Jim Dixon
- Dixon, circa 1947

Profile
- Position: Tackle

Personal information
- Born: March 5, 1904 North Yakima, Washington U.S.
- Died: June 8, 1966 (aged 62) Benton County, Oregon, U.S.

Career information
- College: Oregon State University

Career history
- 1924–1926: Oregon State Beavers

Awards and highlights
- Second-team All-American (1926); 2× First-team All-PCC (1925, 1926);

= Jim Dixon (American football) =

American football player, wrestler, and coach (1904–1966)

James Victor Dixon (March 5, 1904 – June 8, 1966) was an American football player, wrestler and coach. He played college football at the tackle position for Oregon State University from 1924 to 1926 and was selected as a second-team player by Davis J. Walsh of the International News Service for his 1926 College Football All-America Team.

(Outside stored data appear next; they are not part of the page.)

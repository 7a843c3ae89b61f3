use super::{ControlMode, RouteSide, Train};
use crate::authority::{Authority, EndAuthority};
use crate::config::AuthorityConfig;
use crate::network::TrackNetwork;
use crate::route::Route;
use crate::SectionId;
use log::warn;
#[cfg(feature = "serde")]
use serde::{Deserialize, Serialize};

/// A facing switch that was moved against a train in manual mode.
#[derive(Clone, Copy, Debug, PartialEq)]
#[cfg_attr(feature = "serde", derive(Serialize, Deserialize))]
pub(crate) struct SwitchMarker {
    pub section: SectionId,
    /// The position it was found in. The marker holds until the switch moves again.
    pub position: usize,
}

impl Train {
    /// Rebuilds the routes on both sides of a train in manual or explorer mode and
    /// reserves along them.
    pub(crate) fn update_manual_control(
        &mut self,
        network: &mut TrackNetwork,
        config: &AuthorityConfig,
    ) {
        let explorer = self.mode == ControlMode::Explorer;
        for side in RouteSide::BOTH {
            let (mut route, end) = self.build_manual_route(network, config, side, explorer);
            self.check_facing_switch(network, side, &mut route);
            self.replace_manual_route(network, side, route);
            self.authority[side.index()] = self.reserve_manual_route(network, side, end);
        }
    }

    /// Follows the track from one end of the train as the switches lie, until a signal
    /// at danger, the end of the track, a loop, or far enough.
    fn build_manual_route(
        &self,
        network: &mut TrackNetwork,
        config: &AuthorityConfig,
        side: RouteSide,
        explorer: bool,
    ) -> (Route, EndAuthority) {
        let (start, remaining) = match side {
            RouteSide::Ahead => (
                self.front.element,
                network.length(self.front.element.section) - self.front.offset,
            ),
            RouteSide::Behind => (self.rear.element.reversed(), self.rear.offset),
        };
        let mut route = Route::new(vec![start]);
        let mut prev = self.previous_section(side);
        let mut current = start;
        let mut distance = remaining;

        let end = loop {
            if let Some(signal) = network.exit_signal(current) {
                let sig = network.signal(signal);
                if sig.aspect().is_stop() && !sig.has_permission(self.number) {
                    if !explorer {
                        break EndAuthority::Signal;
                    }
                    network.request_permission(signal, self.number);
                }
                if distance >= config.manual_min_distance {
                    break EndAuthority::MaxDistance;
                }
            }
            if distance >= 2.0 * config.manual_min_distance {
                break EndAuthority::MaxDistance;
            }
            let Some(next) = network.next_element(prev, current) else {
                break EndAuthority::EndOfTrack;
            };
            if route.contains(next.section) {
                break EndAuthority::Loop;
            }
            route.push(next);
            distance += network.length(next.section);
            prev = Some(current.section);
            current = next;
        };
        (route, end)
    }

    /// Cuts the new route short of a facing switch that was moved since the last
    /// step, so that the train does not silently take the other branch.
    fn check_facing_switch(&mut self, network: &TrackNetwork, side: RouteSide, route: &mut Route) {
        let slot = side.index();
        if let Some(marker) = self.switch_marker[slot] {
            if network.section(marker.section).switch_position() == marker.position {
                if let Some(idx) = route.find(marker.section).filter(|idx| *idx > 0) {
                    route.truncate(idx);
                }
                return;
            }
            self.switch_marker[slot] = None;
        }

        let old = &self.routes[slot];
        let Some(first) = route.first().and_then(|el| old.find_element_from(el, 0)) else {
            return;
        };
        let diverges = (1..route.len()).find(|k| {
            matches!(old.get(first + k), Some(el) if Some(el) != route.get(*k))
        });
        let Some(k) = diverges.filter(|k| *k > 1) else {
            return;
        };
        let Some(switch) = route.get(k - 1) else {
            return;
        };
        let section = network.section(switch.section);
        if section.branch_end() != Some(switch.direction.exit_end())
            || section.is_held_by(self.id)
        {
            return;
        }
        warn!(
            "train {}: switch {:?} ahead was moved against it",
            self.number, switch.section
        );
        self.switch_marker[slot] = Some(SwitchMarker {
            section: switch.section,
            position: section.switch_position(),
        });
        route.truncate(k - 1);
    }

    /// Installs a new manual route, releasing what the old one held beyond it.
    fn replace_manual_route(&mut self, network: &mut TrackNetwork, side: RouteSide, route: Route) {
        let slot = side.index();
        let old = std::mem::replace(&mut self.routes[slot], route);
        for el in old.iter() {
            if !self.routes[0].contains(el.section) && !self.routes[1].contains(el.section) {
                network.section_mut(el.section).unreserve(self.id);
            }
        }
        match side {
            RouteSide::Ahead => self.front.route_index = 0,
            RouteSide::Behind => self.rear.route_index = 0,
        }
    }

    /// Reserves the manual route up to the first section the train cannot take.
    fn reserve_manual_route(
        &self,
        network: &mut TrackNetwork,
        side: RouteSide,
        end: EndAuthority,
    ) -> Authority {
        let slot = side.index();
        let handle = self.handle(side);
        let route = &self.routes[slot];
        let mut blocked = None;
        for idx in 1..route.len() {
            let Some(el) = route.get(idx) else {
                break;
            };
            let section = network.section(el.section);
            if section.is_reserved_by(self.id) {
                continue;
            }
            if let Some(reason) = section.blocked_for(handle) {
                blocked = Some((idx, section.end_authority(reason)));
                break;
            }
            network.reserve_element(handle, route, idx);
        }
        if let Some((idx, _)) = blocked {
            for el in route.iter().skip(idx + 1) {
                network.section_mut(el.section).unreserve(self.id);
            }
        }

        let (distance, _) = self.reserved_distance(network, side);
        let kind = if self.switch_marker[slot].is_some() {
            EndAuthority::ReservedSwitch
        } else {
            blocked.map_or(end, |(_, kind)| kind)
        };
        Authority::new(kind, distance)
    }
}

Dixon later served as an assistant football coach at Oregon State from 1933 to 1947 and as the head wrestling coach from 1934 to 1938 and 1952 to 1955. The Dixon Recreation Center on Oregon State's campus is named for him. Dixon has been inducted into the Oregon Sports Hall of Fame (1982) and the Oregon State Athletics Hall of Fame (1990).